_What is needed_
Which lines of the entries contain the string "HttpLinkVerifier"? Copy each of them.

Information given Block Start

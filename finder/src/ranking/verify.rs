use async_trait::async_trait;
use reqwest::{redirect, Client, StatusCode};
use std::time::Duration;
use tracing::debug;

use crate::error::{FinderError, Result};

/// Answers "does this URL currently resolve to a page".
///
/// Implementations must not fail: any transport error counts as unreachable.
#[async_trait]
pub trait LinkVerifier: Send + Sync {
    async fn is_reachable(&self, url: &str) -> bool;
}

const MAX_REDIRECTS: usize = 5;

/// Verifier backed by a real HTTP client. Sends HEAD and retries as GET for
/// servers that refuse HEAD.
pub struct HttpLinkVerifier {
    client: Client,
}

impl HttpLinkVerifier {
    pub fn new(timeout: Duration) -> Result<Self> {
        let client = Client::builder()
            .timeout(timeout)
            .redirect(redirect::Policy::limited(MAX_REDIRECTS))
            .user_agent(concat!("fashion-finder/", env!("CARGO_PKG_VERSION")))
            .build()
            .map_err(|e| FinderError::Internal(format!("Failed to create HTTP client: {e}")))?;

        Ok(Self { client })
    }

    async fn status_of(&self, url: &str) -> Option<StatusCode> {
        let head = match self.client.head(url).send().await {
            Ok(response) => response.status(),
            Err(e) => {
                debug!(url, error = %e, "HEAD request failed");
                return None;
            }
        };

        if head != StatusCode::METHOD_NOT_ALLOWED && head != StatusCode::NOT_IMPLEMENTED {
            return Some(head);
        }

        match self.client.get(url).send().await {
            Ok(response) => Some(response.status()),
            Err(e) => {
                debug!(url, error = %e, "GET request failed");
                None
            }
        }
    }
}

#[async_trait]
impl LinkVerifier for HttpLinkVerifier {
    async fn is_reachable(&self, url: &str) -> bool {
        if url.trim().is_empty() {
            return false;
        }
        let reachable = self
            .status_of(url)
            .await
            .is_some_and(|status| status.is_success());
        debug!(url, reachable, "Verified link");
        reachable
    }
}

/// Verifier that never touches the network. Used when verification is
/// disabled and in tests.
pub struct StaticVerifier {
    reachable: bool,
}

impl StaticVerifier {
    pub fn new(reachable: bool) -> Self {
        Self { reachable }
    }
}

#[async_trait]
impl LinkVerifier for StaticVerifier {
    async fn is_reachable(&self, _url: &str) -> bool {
        self.reachable
    }
}
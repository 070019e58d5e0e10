//! Records produced by the external vision collaborator.
//!
//! Shapes are validated once here, at the pipeline boundary. Channel values
//! are clamped to `0..=255` and scores to `0.0..=1.0` during
//! deserialization, so downstream code never re-checks them.

use serde::{Deserialize, Deserializer, Serialize};
use sha2::{Digest, Sha256};

/// Web entities at or below this score are noise.
pub const WEB_ENTITY_MIN_SCORE: f32 = 0.5;

fn clamp_channel<'de, D>(deserializer: D) -> Result<u8, D::Error>
where
    D: Deserializer<'de>,
{
    let raw = Option::<f64>::deserialize(deserializer)?.unwrap_or(0.0);
    Ok(clamp_to_channel(raw))
}

fn clamp_unit<'de, D>(deserializer: D) -> Result<f32, D::Error>
where
    D: Deserializer<'de>,
{
    let raw = Option::<f64>::deserialize(deserializer)?.unwrap_or(0.0);
    Ok(clamp_to_unit(raw))
}

pub(crate) fn clamp_to_channel(raw: f64) -> u8 {
    if raw.is_nan() {
        return 0;
    }
    raw.round().clamp(0.0, 255.0) as u8
}

pub(crate) fn clamp_to_unit(raw: f64) -> f32 {
    if raw.is_nan() {
        return 0.0;
    }
    raw.clamp(0.0, 1.0) as f32
}

/// A free-text annotation with a confidence score (labels, web entities, logos).
#[derive(Debug, Clone, PartialEq, Serialize, Deserialize)]
pub struct Label {
    #[serde(default)]
    pub description: String,
    #[serde(default, deserialize_with = "clamp_unit")]
    pub score: f32,
}

impl Label {
    pub fn new(description: impl Into<String>, score: f32) -> Self {
        Self {
            description: description.into(),
            score: clamp_to_unit(score as f64),
        }
    }
}

#[derive(Debug, Clone, Copy, PartialEq, Serialize, Deserialize)]
pub struct Vertex {
    #[serde(default)]
    pub x: f32,
    #[serde(default)]
    pub y: f32,
}

#[derive(Debug, Clone, PartialEq, Serialize, Deserialize)]
#[serde(rename_all = "camelCase")]
pub struct BoundingBox {
    #[serde(default)]
    pub normalized_vertices: Vec<Vertex>,
}

#[derive(Debug, Clone, PartialEq, Serialize, Deserialize)]
#[serde(rename_all = "camelCase")]
pub struct DetectedObject {
    #[serde(default)]
    pub name: String,
    #[serde(default, deserialize_with = "clamp_unit")]
    pub score: f32,
    #[serde(default, skip_serializing_if = "Option::is_none")]
    pub bounding_box: Option<BoundingBox>,
}

impl DetectedObject {
    pub fn new(name: impl Into<String>, score: f32) -> Self {
        Self {
            name: name.into(),
            score: clamp_to_unit(score as f64),
            bounding_box: None,
        }
    }
}

/// One dominant colour reported by the vision service.
#[derive(Debug, Clone, Copy, PartialEq, Serialize, Deserialize)]
#[serde(rename_all = "camelCase")]
pub struct ColorSample {
    #[serde(default, deserialize_with = "clamp_channel")]
    pub red: u8,
    #[serde(default, deserialize_with = "clamp_channel")]
    pub green: u8,
    #[serde(default, deserialize_with = "clamp_channel")]
    pub blue: u8,
    #[serde(default, deserialize_with = "clamp_unit")]
    pub score: f32,
    #[serde(default, deserialize_with = "clamp_unit")]
    pub pixel_fraction: f32,
}

impl ColorSample {
    pub fn new(red: u8, green: u8, blue: u8, score: f32, pixel_fraction: f32) -> Self {
        Self {
            red,
            green,
            blue,
            score: clamp_to_unit(score as f64),
            pixel_fraction: clamp_to_unit(pixel_fraction as f64),
        }
    }

    /// Navy sample used when the vision service reports no colours at all.
    pub fn default_navy() -> Self {
        Self::new(0, 0, 128, 1.0, 1.0)
    }

    /// Ranking weight used when describing a palette.
    pub fn importance(&self) -> f32 {
        self.score * self.pixel_fraction.sqrt()
    }
}

/// Full vision result as consumed by `analyze`.
#[derive(Debug, Clone, Default, PartialEq, Serialize, Deserialize)]
#[serde(rename_all = "camelCase")]
pub struct VisionResult {
    #[serde(default)]
    pub labels: Vec<Label>,
    #[serde(default)]
    pub objects: Vec<DetectedObject>,
    #[serde(default)]
    pub dominant_colors: Vec<ColorSample>,
    #[serde(default)]
    pub web_entities: Vec<Label>,
    #[serde(default, skip_serializing_if = "Option::is_none")]
    pub detected_text: Option<String>,
    #[serde(default)]
    pub detected_logos: Vec<Label>,
    /// Content hash of the uploaded image, when the caller has one.
    #[serde(default, skip_serializing_if = "Option::is_none")]
    pub image_hash: Option<String>,
}

impl VisionResult {
    /// Drop unusable records and fill the mandatory colour palette.
    pub fn sanitize(mut self) -> Self {
        self.labels.retain(|l| !l.description.trim().is_empty());
        self.objects.retain(|o| !o.name.trim().is_empty());
        self.web_entities
            .retain(|e| !e.description.trim().is_empty() && e.score > WEB_ENTITY_MIN_SCORE);
        self.detected_logos
            .retain(|l| !l.description.trim().is_empty());

        if self.dominant_colors.is_empty() {
            tracing::debug!("No dominant colours reported, using navy default");
            self.dominant_colors.push(ColorSample::default_navy());
        }

        self.image_hash = self
            .image_hash
            .take()
            .map(|h| h.trim().to_string())
            .filter(|h| !h.is_empty());

        self
    }

    /// Cache identity of this result: the caller's image hash, or a SHA-256
    /// of the canonical JSON when none was supplied.
    pub fn content_hash(&self) -> String {
        if let Some(ref hash) = self.image_hash {
            return hash.clone();
        }

        let canonical = serde_json::to_vec(self).unwrap_or_default();
        let digest = Sha256::digest(&canonical);
        format!("{digest:x}")
    }

    /// All free-text signals that feed the taxonomy: labels, object names,
    /// web entities and logos.
    pub fn text_signals(&self) -> Vec<Label> {
        let mut signals = self.labels.clone();
        signals.extend(
            self.objects
                .iter()
                .map(|o| Label::new(o.name.clone(), o.score)),
        );
        signals.extend(self.web_entities.iter().cloned());
        signals.extend(self.detected_logos.iter().cloned());
        signals
    }
}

Information given Block End

_Written answer_
pub struct HttpLinkVerifier {
impl HttpLinkVerifier {
impl LinkVerifier for HttpLinkVerifier {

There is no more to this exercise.